[RECORD SET Boundary: Start]

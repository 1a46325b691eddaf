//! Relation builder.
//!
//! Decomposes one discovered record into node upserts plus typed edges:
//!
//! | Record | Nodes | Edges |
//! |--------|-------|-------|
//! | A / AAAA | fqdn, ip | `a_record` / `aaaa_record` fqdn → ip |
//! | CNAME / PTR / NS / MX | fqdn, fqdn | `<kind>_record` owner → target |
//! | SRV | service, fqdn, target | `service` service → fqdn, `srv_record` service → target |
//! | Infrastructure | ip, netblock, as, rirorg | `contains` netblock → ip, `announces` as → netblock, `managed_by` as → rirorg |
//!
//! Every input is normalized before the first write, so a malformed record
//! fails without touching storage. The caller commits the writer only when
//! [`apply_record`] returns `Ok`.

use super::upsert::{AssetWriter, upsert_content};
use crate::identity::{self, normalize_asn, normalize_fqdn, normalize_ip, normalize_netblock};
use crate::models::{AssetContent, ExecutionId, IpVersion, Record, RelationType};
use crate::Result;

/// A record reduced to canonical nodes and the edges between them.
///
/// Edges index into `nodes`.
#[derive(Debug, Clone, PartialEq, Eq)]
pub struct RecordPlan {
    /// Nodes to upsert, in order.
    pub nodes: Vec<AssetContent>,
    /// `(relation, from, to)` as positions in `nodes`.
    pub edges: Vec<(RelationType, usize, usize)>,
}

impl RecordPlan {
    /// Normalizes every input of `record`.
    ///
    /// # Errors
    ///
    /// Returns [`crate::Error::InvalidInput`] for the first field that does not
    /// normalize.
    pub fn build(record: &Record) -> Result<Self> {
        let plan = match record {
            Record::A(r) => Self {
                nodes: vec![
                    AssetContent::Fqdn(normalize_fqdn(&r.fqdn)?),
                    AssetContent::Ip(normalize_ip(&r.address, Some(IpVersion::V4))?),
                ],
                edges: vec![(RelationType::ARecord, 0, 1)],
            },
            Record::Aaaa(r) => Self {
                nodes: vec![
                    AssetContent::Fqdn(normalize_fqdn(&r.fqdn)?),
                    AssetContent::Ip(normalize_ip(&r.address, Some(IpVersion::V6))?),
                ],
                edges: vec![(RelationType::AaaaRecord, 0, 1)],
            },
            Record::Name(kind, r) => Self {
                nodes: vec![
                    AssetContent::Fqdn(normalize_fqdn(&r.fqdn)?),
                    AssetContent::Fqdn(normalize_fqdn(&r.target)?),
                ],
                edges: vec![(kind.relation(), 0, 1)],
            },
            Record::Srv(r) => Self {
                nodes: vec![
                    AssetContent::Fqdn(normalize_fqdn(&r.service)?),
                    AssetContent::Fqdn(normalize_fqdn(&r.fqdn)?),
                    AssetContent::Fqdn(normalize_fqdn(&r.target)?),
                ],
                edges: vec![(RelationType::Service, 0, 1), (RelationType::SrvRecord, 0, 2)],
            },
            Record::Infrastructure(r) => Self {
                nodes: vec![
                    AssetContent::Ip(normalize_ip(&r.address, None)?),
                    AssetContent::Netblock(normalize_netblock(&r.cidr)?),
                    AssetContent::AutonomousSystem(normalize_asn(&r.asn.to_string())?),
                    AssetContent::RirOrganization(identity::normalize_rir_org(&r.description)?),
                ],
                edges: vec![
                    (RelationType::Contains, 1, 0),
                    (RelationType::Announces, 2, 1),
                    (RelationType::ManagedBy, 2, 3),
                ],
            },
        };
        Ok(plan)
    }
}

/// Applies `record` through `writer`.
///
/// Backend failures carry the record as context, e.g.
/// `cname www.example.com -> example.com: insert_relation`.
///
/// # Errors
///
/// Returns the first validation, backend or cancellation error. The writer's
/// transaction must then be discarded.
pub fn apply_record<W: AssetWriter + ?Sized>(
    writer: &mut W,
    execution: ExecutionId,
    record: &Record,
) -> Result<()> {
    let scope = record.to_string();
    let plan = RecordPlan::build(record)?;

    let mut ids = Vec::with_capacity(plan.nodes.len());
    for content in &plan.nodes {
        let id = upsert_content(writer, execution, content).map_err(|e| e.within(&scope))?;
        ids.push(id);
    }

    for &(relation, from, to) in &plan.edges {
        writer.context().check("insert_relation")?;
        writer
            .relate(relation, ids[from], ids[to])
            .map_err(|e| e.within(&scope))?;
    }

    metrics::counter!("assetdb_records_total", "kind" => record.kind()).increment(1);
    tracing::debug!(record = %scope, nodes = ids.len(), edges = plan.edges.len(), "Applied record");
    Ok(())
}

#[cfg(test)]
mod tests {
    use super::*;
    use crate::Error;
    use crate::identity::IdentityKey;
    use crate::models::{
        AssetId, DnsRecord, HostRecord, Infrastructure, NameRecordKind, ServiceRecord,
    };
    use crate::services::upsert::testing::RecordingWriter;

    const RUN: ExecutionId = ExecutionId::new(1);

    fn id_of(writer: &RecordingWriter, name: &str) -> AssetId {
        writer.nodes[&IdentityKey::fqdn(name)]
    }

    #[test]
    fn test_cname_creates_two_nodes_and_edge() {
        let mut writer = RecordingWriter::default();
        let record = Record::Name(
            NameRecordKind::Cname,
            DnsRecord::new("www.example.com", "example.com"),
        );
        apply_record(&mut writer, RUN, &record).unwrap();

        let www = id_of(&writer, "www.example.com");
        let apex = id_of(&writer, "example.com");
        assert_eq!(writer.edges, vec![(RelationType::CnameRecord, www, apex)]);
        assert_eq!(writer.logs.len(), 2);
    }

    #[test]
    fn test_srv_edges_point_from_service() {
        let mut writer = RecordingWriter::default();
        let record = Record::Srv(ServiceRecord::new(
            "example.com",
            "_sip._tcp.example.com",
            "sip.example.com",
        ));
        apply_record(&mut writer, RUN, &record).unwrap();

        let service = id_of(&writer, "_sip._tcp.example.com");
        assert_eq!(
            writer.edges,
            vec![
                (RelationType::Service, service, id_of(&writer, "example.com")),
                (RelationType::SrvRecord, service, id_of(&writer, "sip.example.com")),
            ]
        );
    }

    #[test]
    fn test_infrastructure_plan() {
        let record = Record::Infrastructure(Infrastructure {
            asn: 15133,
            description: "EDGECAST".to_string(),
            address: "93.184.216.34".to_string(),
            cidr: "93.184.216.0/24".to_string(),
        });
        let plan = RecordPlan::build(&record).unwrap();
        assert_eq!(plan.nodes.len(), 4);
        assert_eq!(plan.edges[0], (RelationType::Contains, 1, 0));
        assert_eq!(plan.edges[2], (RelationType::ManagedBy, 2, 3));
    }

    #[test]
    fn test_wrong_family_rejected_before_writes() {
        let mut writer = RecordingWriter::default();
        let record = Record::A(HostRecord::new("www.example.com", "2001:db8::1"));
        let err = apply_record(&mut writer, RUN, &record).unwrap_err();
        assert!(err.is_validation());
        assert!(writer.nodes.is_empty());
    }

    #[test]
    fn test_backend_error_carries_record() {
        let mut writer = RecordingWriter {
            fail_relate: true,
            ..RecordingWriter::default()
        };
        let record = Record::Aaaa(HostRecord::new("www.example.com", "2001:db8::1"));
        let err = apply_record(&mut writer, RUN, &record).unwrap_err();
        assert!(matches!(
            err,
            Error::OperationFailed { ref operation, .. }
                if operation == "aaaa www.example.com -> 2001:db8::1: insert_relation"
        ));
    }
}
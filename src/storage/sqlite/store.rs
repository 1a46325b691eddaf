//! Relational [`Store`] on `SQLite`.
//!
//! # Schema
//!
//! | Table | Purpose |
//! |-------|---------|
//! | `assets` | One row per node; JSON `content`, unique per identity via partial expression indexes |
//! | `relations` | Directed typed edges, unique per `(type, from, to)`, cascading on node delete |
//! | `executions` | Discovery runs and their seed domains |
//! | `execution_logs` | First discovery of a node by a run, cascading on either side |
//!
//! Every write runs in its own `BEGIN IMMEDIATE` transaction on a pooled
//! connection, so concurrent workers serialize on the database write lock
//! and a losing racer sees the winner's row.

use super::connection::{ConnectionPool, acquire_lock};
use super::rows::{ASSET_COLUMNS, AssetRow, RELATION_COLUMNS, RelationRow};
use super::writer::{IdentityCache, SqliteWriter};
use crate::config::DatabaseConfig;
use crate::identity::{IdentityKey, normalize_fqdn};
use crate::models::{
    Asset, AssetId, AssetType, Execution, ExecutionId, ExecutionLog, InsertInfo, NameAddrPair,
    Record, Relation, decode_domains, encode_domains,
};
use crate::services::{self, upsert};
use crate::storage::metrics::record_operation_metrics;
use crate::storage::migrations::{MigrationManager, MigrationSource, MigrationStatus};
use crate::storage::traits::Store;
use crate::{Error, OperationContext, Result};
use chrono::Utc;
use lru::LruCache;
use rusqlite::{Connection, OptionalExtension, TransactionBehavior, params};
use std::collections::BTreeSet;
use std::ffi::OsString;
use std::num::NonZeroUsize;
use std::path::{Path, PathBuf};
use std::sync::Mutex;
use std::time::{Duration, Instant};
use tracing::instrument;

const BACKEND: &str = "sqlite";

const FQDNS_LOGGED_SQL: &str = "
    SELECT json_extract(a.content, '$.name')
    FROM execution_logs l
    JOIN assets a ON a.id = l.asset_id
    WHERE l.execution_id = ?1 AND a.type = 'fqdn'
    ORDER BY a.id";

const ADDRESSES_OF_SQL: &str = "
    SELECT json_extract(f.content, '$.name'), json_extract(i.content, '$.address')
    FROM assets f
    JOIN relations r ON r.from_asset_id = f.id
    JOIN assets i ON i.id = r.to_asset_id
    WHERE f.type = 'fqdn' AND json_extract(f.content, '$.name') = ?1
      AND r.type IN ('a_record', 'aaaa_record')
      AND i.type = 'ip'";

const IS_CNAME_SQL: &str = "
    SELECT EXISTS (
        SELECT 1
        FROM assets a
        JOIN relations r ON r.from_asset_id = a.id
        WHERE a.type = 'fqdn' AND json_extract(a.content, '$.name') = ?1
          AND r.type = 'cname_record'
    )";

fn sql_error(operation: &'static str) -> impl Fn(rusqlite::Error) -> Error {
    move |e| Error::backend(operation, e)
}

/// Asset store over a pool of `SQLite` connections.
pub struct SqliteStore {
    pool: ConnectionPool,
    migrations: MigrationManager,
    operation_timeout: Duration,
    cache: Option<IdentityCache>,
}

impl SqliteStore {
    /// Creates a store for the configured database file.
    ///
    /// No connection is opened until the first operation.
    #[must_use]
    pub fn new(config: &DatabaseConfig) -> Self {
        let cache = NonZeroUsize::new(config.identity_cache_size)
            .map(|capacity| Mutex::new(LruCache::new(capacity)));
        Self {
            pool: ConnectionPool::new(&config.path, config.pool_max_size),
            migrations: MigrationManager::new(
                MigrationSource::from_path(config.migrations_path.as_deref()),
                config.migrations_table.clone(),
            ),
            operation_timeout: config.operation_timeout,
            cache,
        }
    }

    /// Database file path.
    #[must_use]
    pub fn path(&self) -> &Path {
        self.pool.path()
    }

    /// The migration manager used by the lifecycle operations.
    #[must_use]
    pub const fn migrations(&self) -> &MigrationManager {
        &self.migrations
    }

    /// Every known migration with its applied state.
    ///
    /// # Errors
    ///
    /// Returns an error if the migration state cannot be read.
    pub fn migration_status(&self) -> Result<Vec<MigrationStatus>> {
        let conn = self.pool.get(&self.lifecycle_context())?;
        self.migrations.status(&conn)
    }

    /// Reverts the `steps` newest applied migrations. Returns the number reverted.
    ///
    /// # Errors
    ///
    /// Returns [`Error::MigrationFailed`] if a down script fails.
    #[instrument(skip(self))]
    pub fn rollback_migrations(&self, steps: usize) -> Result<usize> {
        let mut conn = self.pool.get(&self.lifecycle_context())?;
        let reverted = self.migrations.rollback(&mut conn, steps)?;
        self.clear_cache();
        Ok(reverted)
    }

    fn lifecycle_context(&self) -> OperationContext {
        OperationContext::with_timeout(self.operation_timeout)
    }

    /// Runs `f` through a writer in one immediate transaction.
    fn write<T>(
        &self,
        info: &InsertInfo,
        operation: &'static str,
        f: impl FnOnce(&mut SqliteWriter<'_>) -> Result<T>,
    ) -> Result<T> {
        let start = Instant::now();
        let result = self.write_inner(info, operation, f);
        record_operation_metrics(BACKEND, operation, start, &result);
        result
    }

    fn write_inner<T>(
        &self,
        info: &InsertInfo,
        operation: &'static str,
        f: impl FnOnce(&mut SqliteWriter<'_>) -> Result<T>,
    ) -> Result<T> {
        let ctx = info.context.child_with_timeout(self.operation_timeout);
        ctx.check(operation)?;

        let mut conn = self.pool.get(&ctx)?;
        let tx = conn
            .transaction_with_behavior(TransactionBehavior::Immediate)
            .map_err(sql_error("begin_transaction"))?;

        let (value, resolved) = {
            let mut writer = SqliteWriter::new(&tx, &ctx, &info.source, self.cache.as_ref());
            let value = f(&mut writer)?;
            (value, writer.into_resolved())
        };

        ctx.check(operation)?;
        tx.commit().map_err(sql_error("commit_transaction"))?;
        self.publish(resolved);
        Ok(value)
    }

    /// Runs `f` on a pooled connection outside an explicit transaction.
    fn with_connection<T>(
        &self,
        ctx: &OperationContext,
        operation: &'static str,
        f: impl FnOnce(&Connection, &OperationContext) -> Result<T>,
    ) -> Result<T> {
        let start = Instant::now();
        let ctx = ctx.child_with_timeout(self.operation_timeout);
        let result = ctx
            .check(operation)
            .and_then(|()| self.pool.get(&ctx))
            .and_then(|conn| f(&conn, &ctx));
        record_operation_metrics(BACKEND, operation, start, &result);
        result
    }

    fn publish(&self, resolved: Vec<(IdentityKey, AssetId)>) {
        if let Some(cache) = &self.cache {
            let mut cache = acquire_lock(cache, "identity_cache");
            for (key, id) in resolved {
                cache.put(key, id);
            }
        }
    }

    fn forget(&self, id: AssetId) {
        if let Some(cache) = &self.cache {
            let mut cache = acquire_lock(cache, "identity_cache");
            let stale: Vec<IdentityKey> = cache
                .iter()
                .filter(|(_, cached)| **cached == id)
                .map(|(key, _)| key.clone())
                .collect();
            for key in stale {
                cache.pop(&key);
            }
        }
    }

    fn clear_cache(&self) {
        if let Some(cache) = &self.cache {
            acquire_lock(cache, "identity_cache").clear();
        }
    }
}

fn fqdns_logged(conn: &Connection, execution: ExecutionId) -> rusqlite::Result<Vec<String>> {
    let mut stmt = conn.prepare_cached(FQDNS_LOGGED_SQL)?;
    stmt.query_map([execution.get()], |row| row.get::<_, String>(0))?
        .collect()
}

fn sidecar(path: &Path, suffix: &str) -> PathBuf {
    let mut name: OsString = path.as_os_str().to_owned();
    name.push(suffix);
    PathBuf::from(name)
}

[RECORD SET Boundary: End]

TASK BRIEF >> Find the string "assets" in the entries above and return each line that holds it.

COMPLETED EXERCISE >>
//! | `assets` | One row per node; JSON `content`, unique per identity via partial expression indexes |
    JOIN assets a ON a.id = l.asset_id
    FROM assets f
    JOIN assets i ON i.id = r.to_asset_id
        FROM assets a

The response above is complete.